Doping im Gewichtheben: Ein Heben und Nehmen

Der Sport ist verseucht und hat eine der höchsten Dopingraten. Das Kontrollsystem der dominanten Nationen funktioniert nicht.

Der Mexikaner Bredni Roque Mendoza stößt in der Kategorie bis 69 Kilogramm

Der Dopingverdacht stößt mit: Ob der Mexikaner Bredni Roque Mendoza sauber ist? Foto: dpa

Es sind Meldungen, die so typisch sind fürs Gewichtheben. Der Pole Tomasz Zielinski ist wegen einer positiven Dopingprobe von den Spielen ausgeschlossen worden; der Europameister der Klasse bis 94 Kilogramm hätte am Samstag an die Gewichte gehen sollen. Noch vor der Eröffnungsfeier erwischte es den zypriotischen Heber Antonis Martasidis. Die Russen sind gar nicht dabei in der Messehalle 2 im Olympiazentrum „Rio­centro“, wo gerissen und gestoßen wird. Kasachen wiederum durften starten, obwohl sich auch in deren Verband Dopingfälle häuften. Der Inkonsequenz des Weltverbandes IWF haben sie nun schon zwei olympische Bronzemedaillen zu verdanken.
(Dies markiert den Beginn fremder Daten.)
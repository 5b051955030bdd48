//! End-to-end tests of the client against a local mock of the fanart.tv API

use fanart_api::{ClientConfig, FanartClient, FanartError, ImagesRequest, QueryType, Request};
use std::time::{Duration, Instant};
use tokio_util::sync::CancellationToken;
use wiremock::matchers::{header, method, path};
use wiremock::{Mock, MockServer, ResponseTemplate};

const FIGHT_CLUB: &str = r#"{
    "name": "Fight Club",
    "tmdb_id": "550",
    "imdb_id": "tt0137523",
    "hdmovielogo": [
        {"id": "34", "url": "http://assets.fanart.tv/fanart/movies/550/hdmovielogo/fight-club.png", "lang": "en", "likes": "9"}
    ],
    "moviedisc": [
        {"id": "9137", "url": "https://assets.fanart.tv/fanart/movies/550/moviedisc/fight-club.png", "lang": "en", "likes": "2", "disc": "1", "disc_type": "bluray"}
    ],
    "moviethumb": [
        {"id": "1", "url": "http://x/img.jpg", "likes": "12", "disc": "", "size": "500"}
    ]
}"#;

const LATEST_SERIES: &str = r#"[
    {"id": "75682", "name": "Bones", "new_images": "1", "total_images": "90"},
    {"id": "81189", "name": "Breaking Bad", "new_images": "3", "total_images": "212"}
]"#;

fn client_for(server: &MockServer, config: ClientConfig) -> FanartClient {
    FanartClient::new(config.with_base_url(format!("{}/v3", server.uri())))
}

#[tokio::test]
async fn test_images_end_to_end() {
    let server = MockServer::start().await;
    Mock::given(method("GET"))
        .and(path("/v3/movies/tt0137523"))
        .and(header("accept", "application/json"))
        .and(header("api-key", "secret"))
        .respond_with(ResponseTemplate::new(200).set_body_string(FIGHT_CLUB))
        .expect(1)
        .mount(&server)
        .await;

    let client = client_for(&server, ClientConfig::new("secret"));
    let result = client
        .images(QueryType::Movie, "tt0137523", &CancellationToken::new())
        .await
        .unwrap();

    assert_eq!(result.name, "Fight Club");
    assert_eq!(result.id(), "tt0137523");
    assert_eq!(result.movie_thumb.len(), 1);
    assert_eq!(result.movie_thumb[0].likes, 12);
    assert_eq!(result.movie_thumb[0].disc, 0);
    assert_eq!(result.movie_thumb[0].size, 500);
    assert_eq!(result.movie_thumb[0].url, "https://x/img.jpg");
    assert_eq!(
        result.hd_movie_logo[0].url,
        "https://assets.fanart.tv/fanart/movies/550/hdmovielogo/fight-club.png"
    );
    assert_eq!(result.movie_disc[0].disc_type.as_deref(), Some("bluray"));
    assert_eq!(result.image_count(), 3);

    let received = server.received_requests().await.unwrap();
    assert!(received[0].headers.get("client-key").is_none());
}

#[tokio::test]
async fn test_request_value_end_to_end() {
    let server = MockServer::start().await;
    Mock::given(method("GET"))
        .and(path("/v3/tv/75682"))
        .and(header("client-key", "personal"))
        .respond_with(
            ResponseTemplate::new(200)
                .set_body_string(r#"{"name": "Bones", "thetvdb_id": "75682", "tvposter": []}"#),
        )
        .expect(1)
        .mount(&server)
        .await;

    let client = client_for(&server, ClientConfig::default().with_client_key("personal"));
    let result = ImagesRequest::new(QueryType::Series, "75682")
        .execute(&client, &CancellationToken::new())
        .await
        .unwrap();

    assert_eq!(result.id(), "75682");
    assert!(result.tv_poster.is_empty());

    let received = server.received_requests().await.unwrap();
    assert!(received[0].headers.get("api-key").is_none());
}

#[tokio::test]
async fn test_latest_end_to_end() {
    let server = MockServer::start().await;
    Mock::given(method("GET"))
        .and(path("/v3/tv/latest"))
        .respond_with(ResponseTemplate::new(200).set_body_string(LATEST_SERIES))
        .expect(1)
        .mount(&server)
        .await;

    let client = client_for(&server, ClientConfig::new("secret"));
    let latest = client
        .latest(QueryType::Series, &CancellationToken::new())
        .await
        .unwrap();

    assert_eq!(latest.len(), 2);
    assert_eq!(latest[1].name, "Breaking Bad");
    assert_eq!(latest[1].id(), "81189");
    assert_eq!(latest[1].new_images, 3);
    assert_eq!(latest[1].total_images, 212);
}

#[tokio::test]
async fn test_not_found_status() {
    let server = MockServer::start().await;
    Mock::given(method("GET"))
        .and(path("/v3/movies/tt0000000"))
        .respond_with(
            ResponseTemplate::new(404)
                .set_body_string(r#"{"status": "error", "error message": "Not found"}"#),
        )
        .mount(&server)
        .await;

    let client = client_for(&server, ClientConfig::new("secret"));
    let err = client
        .images(QueryType::Movie, "tt0000000", &CancellationToken::new())
        .await
        .unwrap_err();

    assert!(matches!(err, FanartError::UnexpectedStatus { status: 404 }));
    assert_eq!(err.status(), Some(404));
}

#[tokio::test]
async fn test_unauthorized_status_is_not_special_cased() {
    let server = MockServer::start().await;
    Mock::given(method("GET"))
        .respond_with(ResponseTemplate::new(401))
        .expect(1)
        .mount(&server)
        .await;

    let client = client_for(&server, ClientConfig::new("wrong"));
    let err = client
        .latest(QueryType::Movie, &CancellationToken::new())
        .await
        .unwrap_err();

    assert_eq!(err.status(), Some(401));
}

#[tokio::test]
async fn test_schema_drift_is_a_decode_error() {
    let server = MockServer::start().await;
    Mock::given(method("GET"))
        .and(path("/v3/music/latest"))
        .respond_with(ResponseTemplate::new(200).set_body_string(
            r#"[{"id": "f4a31f0a-51dd-4fa7-986d-3095c40c5ed9", "name": "Evanescence", "popularity": "3"}]"#,
        ))
        .mount(&server)
        .await;

    let client = client_for(&server, ClientConfig::new("secret"));
    let err = client
        .latest(QueryType::MusicArtist, &CancellationToken::new())
        .await
        .unwrap_err();

    assert!(matches!(err, FanartError::Decode(_)));
    assert!(err.to_string().contains("popularity"), "{}", err);
}

#[tokio::test]
async fn test_invalid_counter_is_a_decode_error() {
    let server = MockServer::start().await;
    Mock::given(method("GET"))
        .and(path("/v3/movies/550"))
        .respond_with(ResponseTemplate::new(200).set_body_string(
            r#"{"name": "Fight Club", "movieposter": [{"id": "1", "likes": "lots"}]}"#,
        ))
        .mount(&server)
        .await;

    let client = client_for(&server, ClientConfig::new("secret"));
    let err = client
        .images(QueryType::Movie, "550", &CancellationToken::new())
        .await
        .unwrap_err();

    assert!(err.to_string().contains("invalid likes"), "{}", err);
}

#[tokio::test]
async fn test_cancel_in_flight_request() {
    let server = MockServer::start().await;
    Mock::given(method("GET"))
        .respond_with(
            ResponseTemplate::new(200)
                .set_body_string(FIGHT_CLUB)
                .set_delay(Duration::from_secs(30)),
        )
        .mount(&server)
        .await;

    let client = client_for(&server, ClientConfig::new("secret"));
    let cancel = CancellationToken::new();
    let trigger = cancel.clone();
    tokio::spawn(async move {
        tokio::time::sleep(Duration::from_millis(50)).await;
        trigger.cancel();
    });

    let started = Instant::now();
    let err = client
        .images(QueryType::Movie, "tt0137523", &cancel)
        .await
        .unwrap_err();

    assert!(matches!(err, FanartError::Cancelled));
    assert!(started.elapsed() < Duration::from_secs(10));
}

#[tokio::test]
async fn test_connection_failure_is_a_transport_error() {
    // Nothing listens on port 1, so the connection is refused.
    let config = ClientConfig::new("secret").with_base_url("http://127.0.0.1:1/v3");
    let client = FanartClient::new(config);

    let err = client
        .latest(QueryType::Movie, &CancellationToken::new())
        .await
        .unwrap_err();

    assert!(matches!(err, FanartError::Transport(_)));
}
Und so geht es weiter mit negativen Nachrichten von positiven Tests: Noch einmal elf Gewichtheber sind bei nachträglichen Dopingtests der Sommerspiele 2012 auf Doping getestet worden. Unter ihnen sind sechs Silber- und Bronzemedaillen-Gewinner. Man hatte die Proben von damals in der Kühltruhe aufgehoben für den Fall, dass die Methoden zur Analyse einmal besser sein werden. Insgesamt haben die Gewichtheber 31 positive Proben bei der zweiten Welle der Nachtests der Spiele 2008 in Peking und 2012 in London produziert. Eine olympische Siegerehrung im Gewichtheben – das ist eigentlich eine Farce. Die Medaillen sind offensichtlich nur Leihgut.
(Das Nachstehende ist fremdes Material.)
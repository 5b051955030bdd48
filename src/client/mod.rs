//! fanart.tv API client
//!
//! [`FanartClient`] owns the credentials and the transport. It turns a
//! relative endpoint path into an authenticated GET request, checks the
//! status and strictly decodes the body into the requested model.

mod transport;

pub use transport::{HttpRequest, HttpResponse, ReqwestTransport, Transport, TransportError};

use crate::models::{ImagesResult, LatestResult};
use crate::query_type::QueryType;
use crate::request::{ImagesRequest, LatestRequest, Request};
use reqwest::header::{ACCEPT, HeaderMap, HeaderName, HeaderValue};
use reqwest::{StatusCode, Url};
use serde::de::DeserializeOwned;
use std::fmt;
use thiserror::Error;
use tokio_util::sync::CancellationToken;

/// Base URL of the fanart.tv v3 API
pub const DEFAULT_BASE_URL: &str = "https://webservice.fanart.tv/v3/";

/// Environment variable holding the project API key
pub const API_KEY_ENV: &str = "FANART_API_KEY";

/// Environment variable holding the personal client key
pub const CLIENT_KEY_ENV: &str = "FANART_CLIENT_KEY";

/// Errors that can occur while talking to the fanart.tv API
#[derive(Debug, Error)]
pub enum FanartError {
    /// The request URL or one of its headers could not be built
    #[error("Invalid request: {0}")]
    InvalidRequest(String),

    /// The transport failed to complete the exchange
    #[error("Request failed: {0}")]
    Transport(#[source] TransportError),

    /// The cancellation token fired before the exchange completed
    #[error("Request cancelled")]
    Cancelled,

    /// The API answered with a status other than 200
    #[error("Unexpected HTTP status {status} (expected 200)")]
    UnexpectedStatus { status: u16 },

    /// The response body did not match the expected model
    #[error("Failed to decode API response: {0}")]
    Decode(#[from] serde_json::Error),
}

impl FanartError {
    /// HTTP status of an [`FanartError::UnexpectedStatus`] error
    pub fn status(&self) -> Option<u16> {
        match self {
            FanartError::UnexpectedStatus { status } => Some(*status),
            _ => None,
        }
    }
}

/// Configuration of a [`FanartClient`]
///
/// Empty keys are not sent. Every option can be set independently. The
/// `Debug` output never shows the keys.
#[derive(Clone, PartialEq, Eq)]
pub struct ClientConfig {
    /// Project API key, sent as `api-key`
    pub api_key: String,
    /// Personal client key, sent as `client-key`
    pub client_key: String,
    /// Base URL all endpoint paths are appended to
    pub base_url: String,
}

impl Default for ClientConfig {
    fn default() -> Self {
        Self {
            api_key: String::new(),
            client_key: String::new(),
            base_url: DEFAULT_BASE_URL.to_string(),
        }
    }
}

impl fmt::Debug for ClientConfig {
    fn fmt(&self, f: &mut fmt::Formatter<'_>) -> fmt::Result {
        f.debug_struct("ClientConfig")
            .field("api_key", &redact(&self.api_key))
            .field("client_key", &redact(&self.client_key))
            .field("base_url", &self.base_url)
            .finish()
    }
}

fn redact(key: &str) -> &'static str {
    if key.is_empty() { "" } else { "<redacted>" }
}

impl ClientConfig {
    /// Creates a configuration with the given API key
    pub fn new(api_key: impl Into<String>) -> Self {
        Self::default().with_api_key(api_key)
    }

    /// Reads both keys from `FANART_API_KEY` and `FANART_CLIENT_KEY`
    ///
    /// Unset variables leave the key empty.
    pub fn from_env() -> Self {
        Self::default()
            .with_api_key(std::env::var(API_KEY_ENV).unwrap_or_default())
            .with_client_key(std::env::var(CLIENT_KEY_ENV).unwrap_or_default())
    }

    pub fn with_api_key(mut self, api_key: impl Into<String>) -> Self {
        self.api_key = api_key.into();
        self
    }

    pub fn with_client_key(mut self, client_key: impl Into<String>) -> Self {
        self.client_key = client_key.into();
        self
    }

    /// Overrides the base URL, adding the trailing slash if missing
    pub fn with_base_url(mut self, base_url: impl Into<String>) -> Self {
        let mut base_url = base_url.into();
        if !base_url.ends_with('/') {
            base_url.push('/');
        }
        self.base_url = base_url;
        self
    }
}

/// Client for the fanart.tv API.
///
/// The client holds no mutable state and can be shared between tasks; each
/// call builds its own request.
///
/// # Examples
///
/// ```no_run
/// use fanart_api::{ClientConfig, FanartClient, QueryType};
/// use tokio_util::sync::CancellationToken;
///
/// # async fn run() -> Result<(), fanart_api::FanartError> {
/// let client = FanartClient::new(ClientConfig::new("my-api-key"));
/// let cancel = CancellationToken::new();
///
/// let result = client.images(QueryType::Movie, "tt0137523", &cancel).await?;
/// println!("{:?} ({})", result.name, result.id());
/// # Ok(())
/// # }
/// ```
#[derive(Debug, Clone)]
pub struct FanartClient<T = ReqwestTransport> {
    config: ClientConfig,
    transport: T,
}

impl FanartClient<ReqwestTransport> {
    /// Creates a client using the default reqwest transport
    pub fn new(config: ClientConfig) -> Self {
        Self::with_transport(config, ReqwestTransport::new())
    }
}

impl<T: Transport> FanartClient<T> {
    /// Creates a client sending its requests through `transport`
    pub fn with_transport(config: ClientConfig, transport: T) -> Self {
        Self { config, transport }
    }

    pub fn config(&self) -> &ClientConfig {
        &self.config
    }

    /// Builds the absolute GET request for an endpoint path
    fn build_request(&self, path: &str) -> Result<HttpRequest, FanartError> {
        let raw_url = format!("{}{}", self.config.base_url, path);
        let url = Url::parse(&raw_url)
            .map_err(|e| FanartError::InvalidRequest(format!("{}: {}", raw_url, e)))?;

        let mut headers = HeaderMap::new();
        headers.insert(ACCEPT, HeaderValue::from_static("application/json"));
        if !self.config.api_key.is_empty() {
            headers.insert(
                HeaderName::from_static("api-key"),
                header_value("api-key", &self.config.api_key)?,
            );
        }
        if !self.config.client_key.is_empty() {
            headers.insert(
                HeaderName::from_static("client-key"),
                header_value("client-key", &self.config.client_key)?,
            );
        }

        Ok(HttpRequest { url, headers })
    }

    /// Executes a GET request against `path` and decodes the body into `V`
    ///
    /// `path` is relative to the base URL, e.g. `movies/tt0137523`. The call
    /// ends with [`FanartError::Cancelled`] as soon as `cancel` fires, also
    /// while the request is in flight. Any status other than 200 is an
    /// error and the body is not decoded. Decoding rejects unknown fields.
    pub async fn execute<V>(&self, path: &str, cancel: &CancellationToken) -> Result<V, FanartError>
    where
        V: DeserializeOwned,
    {
        if cancel.is_cancelled() {
            tracing::debug!(path, "Request cancelled before sending");
            return Err(FanartError::Cancelled);
        }

        let request = self.build_request(path)?;
        tracing::debug!(url = %request.url, "Sending fanart.tv request");

        let response = tokio::select! {
            biased;
            _ = cancel.cancelled() => {
                tracing::debug!(path, "Request cancelled in flight");
                return Err(FanartError::Cancelled);
            }
            response = self.transport.get(request) => response.map_err(FanartError::Transport)?,
        };

        tracing::debug!(path, status = response.status.as_u16(), "Received fanart.tv response");
        if response.status != StatusCode::OK {
            tracing::warn!(path, status = response.status.as_u16(), "Unexpected fanart.tv status");
            return Err(FanartError::UnexpectedStatus {
                status: response.status.as_u16(),
            });
        }

        Ok(serde_json::from_slice(&response.body)?)
    }

    /// Retrieves the artwork of an entity
    ///
    /// `id` may be any id the API accepts for the query type (IMDb, TMDb,
    /// TheTVDB or MusicBrainz); the API decides based on its format.
    pub async fn images(
        &self,
        query_type: QueryType,
        id: &str,
        cancel: &CancellationToken,
    ) -> Result<ImagesResult, FanartError> {
        ImagesRequest::new(query_type, id).execute(self, cancel).await
    }

    /// Retrieves the entities of a query type that recently got new artwork
    pub async fn latest(
        &self,
        query_type: QueryType,
        cancel: &CancellationToken,
    ) -> Result<Vec<LatestResult>, FanartError> {
        LatestRequest::new(query_type).execute(self, cancel).await
    }
}

fn header_value(name: &str, value: &str) -> Result<HeaderValue, FanartError> {
    HeaderValue::from_str(value)
        .map_err(|e| FanartError::InvalidRequest(format!("invalid {} header: {}", name, e)))
}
Keine Frage, der Sport ist verseucht. Er hat weltweit eine der höchsten Dopingraten. Die Muskelmast mit Anabolika ist zu verlockend, als dass man auf sie verzichten wollte. Und doch scheint es Athletinnen und Athleten zu geben, die das Hanteltraining lieben, trotz des miesen Images.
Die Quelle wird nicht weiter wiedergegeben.